## TASK TO COMPLETE
Go through the records and report each line in which the word "push" occurs.

▬▬▬▬▬▬

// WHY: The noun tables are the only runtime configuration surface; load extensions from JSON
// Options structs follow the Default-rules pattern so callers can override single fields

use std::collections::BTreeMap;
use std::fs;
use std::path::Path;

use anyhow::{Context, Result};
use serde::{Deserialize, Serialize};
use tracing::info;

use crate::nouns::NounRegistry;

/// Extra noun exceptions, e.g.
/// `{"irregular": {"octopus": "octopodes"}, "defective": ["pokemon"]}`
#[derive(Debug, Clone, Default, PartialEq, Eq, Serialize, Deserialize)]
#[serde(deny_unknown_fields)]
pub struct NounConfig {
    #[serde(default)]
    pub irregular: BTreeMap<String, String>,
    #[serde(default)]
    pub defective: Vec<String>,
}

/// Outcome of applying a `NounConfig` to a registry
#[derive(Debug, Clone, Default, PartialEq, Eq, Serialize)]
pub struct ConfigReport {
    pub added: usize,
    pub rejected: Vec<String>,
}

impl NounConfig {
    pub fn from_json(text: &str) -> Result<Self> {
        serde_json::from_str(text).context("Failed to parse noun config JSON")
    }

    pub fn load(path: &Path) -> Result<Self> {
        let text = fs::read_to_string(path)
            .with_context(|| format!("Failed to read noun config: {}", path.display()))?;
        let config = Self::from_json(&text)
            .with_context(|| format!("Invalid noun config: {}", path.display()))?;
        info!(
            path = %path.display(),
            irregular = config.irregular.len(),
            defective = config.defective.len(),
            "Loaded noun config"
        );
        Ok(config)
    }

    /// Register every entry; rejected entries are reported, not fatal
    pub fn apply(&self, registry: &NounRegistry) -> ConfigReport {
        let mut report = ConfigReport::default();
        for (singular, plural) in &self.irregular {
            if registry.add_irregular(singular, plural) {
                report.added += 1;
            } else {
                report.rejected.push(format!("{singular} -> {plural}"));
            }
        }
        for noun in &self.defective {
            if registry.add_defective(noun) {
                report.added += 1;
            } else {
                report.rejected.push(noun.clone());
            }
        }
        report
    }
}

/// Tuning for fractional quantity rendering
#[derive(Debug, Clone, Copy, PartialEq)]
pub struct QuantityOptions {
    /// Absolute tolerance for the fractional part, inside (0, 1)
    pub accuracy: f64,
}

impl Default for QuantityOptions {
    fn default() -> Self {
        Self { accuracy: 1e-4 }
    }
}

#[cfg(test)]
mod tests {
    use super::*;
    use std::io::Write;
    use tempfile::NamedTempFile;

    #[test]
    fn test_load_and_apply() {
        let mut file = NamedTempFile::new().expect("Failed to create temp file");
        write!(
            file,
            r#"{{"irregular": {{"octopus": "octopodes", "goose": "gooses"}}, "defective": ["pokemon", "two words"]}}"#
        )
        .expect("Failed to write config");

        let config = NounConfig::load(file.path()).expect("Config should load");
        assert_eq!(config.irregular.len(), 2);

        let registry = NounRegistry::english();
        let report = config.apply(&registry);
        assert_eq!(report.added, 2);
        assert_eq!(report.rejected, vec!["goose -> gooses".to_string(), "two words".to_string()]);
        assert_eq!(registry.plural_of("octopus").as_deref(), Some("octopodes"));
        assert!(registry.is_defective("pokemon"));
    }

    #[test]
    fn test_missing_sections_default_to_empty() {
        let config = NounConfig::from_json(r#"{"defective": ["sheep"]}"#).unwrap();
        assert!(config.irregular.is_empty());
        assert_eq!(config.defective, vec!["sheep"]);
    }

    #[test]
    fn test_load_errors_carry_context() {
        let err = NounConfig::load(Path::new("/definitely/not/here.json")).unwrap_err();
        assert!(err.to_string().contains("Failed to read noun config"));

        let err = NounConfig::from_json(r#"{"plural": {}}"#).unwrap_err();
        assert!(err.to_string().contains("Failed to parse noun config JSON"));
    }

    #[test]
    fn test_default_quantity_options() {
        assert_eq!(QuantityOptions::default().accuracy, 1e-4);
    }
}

▬▬▬▬▬▬

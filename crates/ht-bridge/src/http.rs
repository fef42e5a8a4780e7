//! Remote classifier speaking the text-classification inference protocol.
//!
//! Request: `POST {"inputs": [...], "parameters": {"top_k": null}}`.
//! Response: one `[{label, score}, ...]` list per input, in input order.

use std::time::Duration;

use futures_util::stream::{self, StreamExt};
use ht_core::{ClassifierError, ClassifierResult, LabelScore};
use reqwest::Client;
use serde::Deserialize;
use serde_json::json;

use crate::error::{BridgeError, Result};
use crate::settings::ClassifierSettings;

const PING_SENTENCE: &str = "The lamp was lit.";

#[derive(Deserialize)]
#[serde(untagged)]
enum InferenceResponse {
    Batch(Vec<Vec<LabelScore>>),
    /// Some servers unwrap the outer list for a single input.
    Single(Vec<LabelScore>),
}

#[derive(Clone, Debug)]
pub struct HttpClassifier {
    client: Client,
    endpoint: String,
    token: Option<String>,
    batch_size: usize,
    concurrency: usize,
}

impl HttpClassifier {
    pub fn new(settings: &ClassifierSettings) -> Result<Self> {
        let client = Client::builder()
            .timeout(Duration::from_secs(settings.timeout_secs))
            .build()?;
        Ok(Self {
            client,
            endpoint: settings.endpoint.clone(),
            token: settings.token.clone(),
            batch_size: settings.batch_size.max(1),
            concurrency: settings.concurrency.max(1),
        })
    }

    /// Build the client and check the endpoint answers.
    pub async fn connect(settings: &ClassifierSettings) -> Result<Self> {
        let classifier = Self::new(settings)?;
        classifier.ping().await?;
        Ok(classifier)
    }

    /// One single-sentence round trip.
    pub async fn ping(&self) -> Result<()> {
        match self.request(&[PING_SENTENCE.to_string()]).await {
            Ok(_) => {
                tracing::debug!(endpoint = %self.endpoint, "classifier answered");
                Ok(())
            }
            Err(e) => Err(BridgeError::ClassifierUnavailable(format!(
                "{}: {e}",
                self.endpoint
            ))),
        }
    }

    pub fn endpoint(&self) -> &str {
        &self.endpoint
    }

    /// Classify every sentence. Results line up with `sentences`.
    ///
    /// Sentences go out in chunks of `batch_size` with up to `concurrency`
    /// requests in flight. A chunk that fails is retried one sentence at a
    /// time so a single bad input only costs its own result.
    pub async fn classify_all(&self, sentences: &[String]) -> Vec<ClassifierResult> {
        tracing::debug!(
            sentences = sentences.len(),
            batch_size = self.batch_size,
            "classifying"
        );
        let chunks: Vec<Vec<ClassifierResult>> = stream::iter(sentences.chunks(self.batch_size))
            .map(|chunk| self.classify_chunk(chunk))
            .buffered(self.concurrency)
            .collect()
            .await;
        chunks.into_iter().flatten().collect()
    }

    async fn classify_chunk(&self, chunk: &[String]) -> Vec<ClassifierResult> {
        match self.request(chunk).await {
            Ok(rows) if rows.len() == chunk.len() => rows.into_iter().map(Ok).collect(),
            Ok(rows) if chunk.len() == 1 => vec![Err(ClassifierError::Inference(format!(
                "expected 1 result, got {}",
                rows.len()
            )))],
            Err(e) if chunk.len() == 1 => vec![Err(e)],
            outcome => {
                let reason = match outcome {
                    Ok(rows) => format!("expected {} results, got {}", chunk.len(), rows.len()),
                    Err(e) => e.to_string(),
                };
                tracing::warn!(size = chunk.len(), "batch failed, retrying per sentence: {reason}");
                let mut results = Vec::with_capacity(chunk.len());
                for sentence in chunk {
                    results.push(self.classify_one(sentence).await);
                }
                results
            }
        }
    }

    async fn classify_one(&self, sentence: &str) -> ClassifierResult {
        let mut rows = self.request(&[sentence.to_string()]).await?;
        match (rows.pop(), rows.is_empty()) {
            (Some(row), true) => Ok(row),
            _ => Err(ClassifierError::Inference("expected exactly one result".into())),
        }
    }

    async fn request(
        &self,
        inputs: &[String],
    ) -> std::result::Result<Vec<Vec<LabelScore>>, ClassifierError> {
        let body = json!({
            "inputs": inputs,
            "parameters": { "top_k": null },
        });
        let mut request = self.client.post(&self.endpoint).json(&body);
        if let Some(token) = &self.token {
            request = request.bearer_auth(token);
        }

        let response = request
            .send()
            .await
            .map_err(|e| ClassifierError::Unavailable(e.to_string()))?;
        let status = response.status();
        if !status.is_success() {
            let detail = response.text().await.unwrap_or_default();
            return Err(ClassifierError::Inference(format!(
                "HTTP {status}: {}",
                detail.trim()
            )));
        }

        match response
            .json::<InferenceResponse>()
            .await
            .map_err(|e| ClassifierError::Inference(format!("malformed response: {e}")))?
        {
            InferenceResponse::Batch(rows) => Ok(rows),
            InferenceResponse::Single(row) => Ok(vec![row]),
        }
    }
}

▬▬▬▬▬▬

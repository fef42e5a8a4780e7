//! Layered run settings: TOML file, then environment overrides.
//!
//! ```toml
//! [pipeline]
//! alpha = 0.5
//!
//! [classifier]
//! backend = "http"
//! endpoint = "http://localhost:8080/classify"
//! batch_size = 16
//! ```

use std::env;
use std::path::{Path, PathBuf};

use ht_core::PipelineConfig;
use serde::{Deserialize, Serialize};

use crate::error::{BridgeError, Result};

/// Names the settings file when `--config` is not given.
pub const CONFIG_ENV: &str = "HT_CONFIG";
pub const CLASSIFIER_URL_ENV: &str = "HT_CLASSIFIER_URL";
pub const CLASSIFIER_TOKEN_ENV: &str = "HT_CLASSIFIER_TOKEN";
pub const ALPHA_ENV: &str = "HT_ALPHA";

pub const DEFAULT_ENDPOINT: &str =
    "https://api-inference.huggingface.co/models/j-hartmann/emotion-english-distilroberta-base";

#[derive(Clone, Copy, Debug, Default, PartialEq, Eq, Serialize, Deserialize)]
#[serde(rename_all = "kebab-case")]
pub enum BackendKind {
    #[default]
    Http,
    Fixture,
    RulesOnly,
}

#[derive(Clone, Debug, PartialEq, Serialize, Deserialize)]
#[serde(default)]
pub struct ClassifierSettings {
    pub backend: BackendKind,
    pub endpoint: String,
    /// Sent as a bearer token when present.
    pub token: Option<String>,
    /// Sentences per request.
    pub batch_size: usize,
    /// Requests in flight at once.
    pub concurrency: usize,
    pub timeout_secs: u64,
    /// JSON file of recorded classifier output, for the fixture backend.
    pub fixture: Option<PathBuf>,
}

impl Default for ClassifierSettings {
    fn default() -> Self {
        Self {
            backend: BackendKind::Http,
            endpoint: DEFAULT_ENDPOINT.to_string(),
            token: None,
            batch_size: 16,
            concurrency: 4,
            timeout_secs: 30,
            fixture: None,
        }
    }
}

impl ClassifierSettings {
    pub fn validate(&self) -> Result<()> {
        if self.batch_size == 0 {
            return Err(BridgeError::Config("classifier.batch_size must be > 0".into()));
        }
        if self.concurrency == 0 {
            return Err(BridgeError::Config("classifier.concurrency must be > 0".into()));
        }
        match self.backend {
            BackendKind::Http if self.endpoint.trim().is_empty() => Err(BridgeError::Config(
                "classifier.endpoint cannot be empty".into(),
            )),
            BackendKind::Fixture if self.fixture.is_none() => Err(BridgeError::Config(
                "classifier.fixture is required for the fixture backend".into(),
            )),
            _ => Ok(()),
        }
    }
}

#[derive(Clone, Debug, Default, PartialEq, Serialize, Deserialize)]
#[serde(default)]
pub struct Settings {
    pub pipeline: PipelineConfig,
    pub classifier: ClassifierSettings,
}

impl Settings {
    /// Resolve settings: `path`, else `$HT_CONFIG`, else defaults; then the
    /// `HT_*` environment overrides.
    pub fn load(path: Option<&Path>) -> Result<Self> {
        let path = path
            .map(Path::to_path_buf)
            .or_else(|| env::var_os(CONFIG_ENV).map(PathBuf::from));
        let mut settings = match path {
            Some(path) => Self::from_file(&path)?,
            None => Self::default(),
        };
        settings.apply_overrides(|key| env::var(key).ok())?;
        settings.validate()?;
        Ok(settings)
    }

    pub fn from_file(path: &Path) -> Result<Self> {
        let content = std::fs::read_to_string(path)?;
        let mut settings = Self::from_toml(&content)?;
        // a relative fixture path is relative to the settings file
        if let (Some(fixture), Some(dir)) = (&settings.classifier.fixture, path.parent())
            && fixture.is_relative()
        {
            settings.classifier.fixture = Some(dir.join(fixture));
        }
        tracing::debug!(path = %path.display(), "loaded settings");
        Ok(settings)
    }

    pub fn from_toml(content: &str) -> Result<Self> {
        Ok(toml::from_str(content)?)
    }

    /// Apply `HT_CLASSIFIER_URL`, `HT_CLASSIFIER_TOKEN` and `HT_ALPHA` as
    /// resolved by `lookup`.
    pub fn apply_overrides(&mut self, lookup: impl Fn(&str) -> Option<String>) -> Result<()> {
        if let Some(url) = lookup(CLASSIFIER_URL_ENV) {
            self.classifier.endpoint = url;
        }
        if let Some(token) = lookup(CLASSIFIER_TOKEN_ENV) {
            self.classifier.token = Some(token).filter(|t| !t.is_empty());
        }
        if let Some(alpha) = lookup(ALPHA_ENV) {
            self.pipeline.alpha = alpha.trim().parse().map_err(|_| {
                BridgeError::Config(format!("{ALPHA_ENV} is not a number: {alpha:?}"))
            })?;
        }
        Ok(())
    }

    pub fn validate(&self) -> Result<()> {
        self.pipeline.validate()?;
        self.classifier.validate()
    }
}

▬▬▬▬▬▬

## SOLVED EXERCISE
                report.rejected.push(format!("{singular} -> {plural}"));
                report.rejected.push(noun.clone());
                    results.push(self.classify_one(sentence).await);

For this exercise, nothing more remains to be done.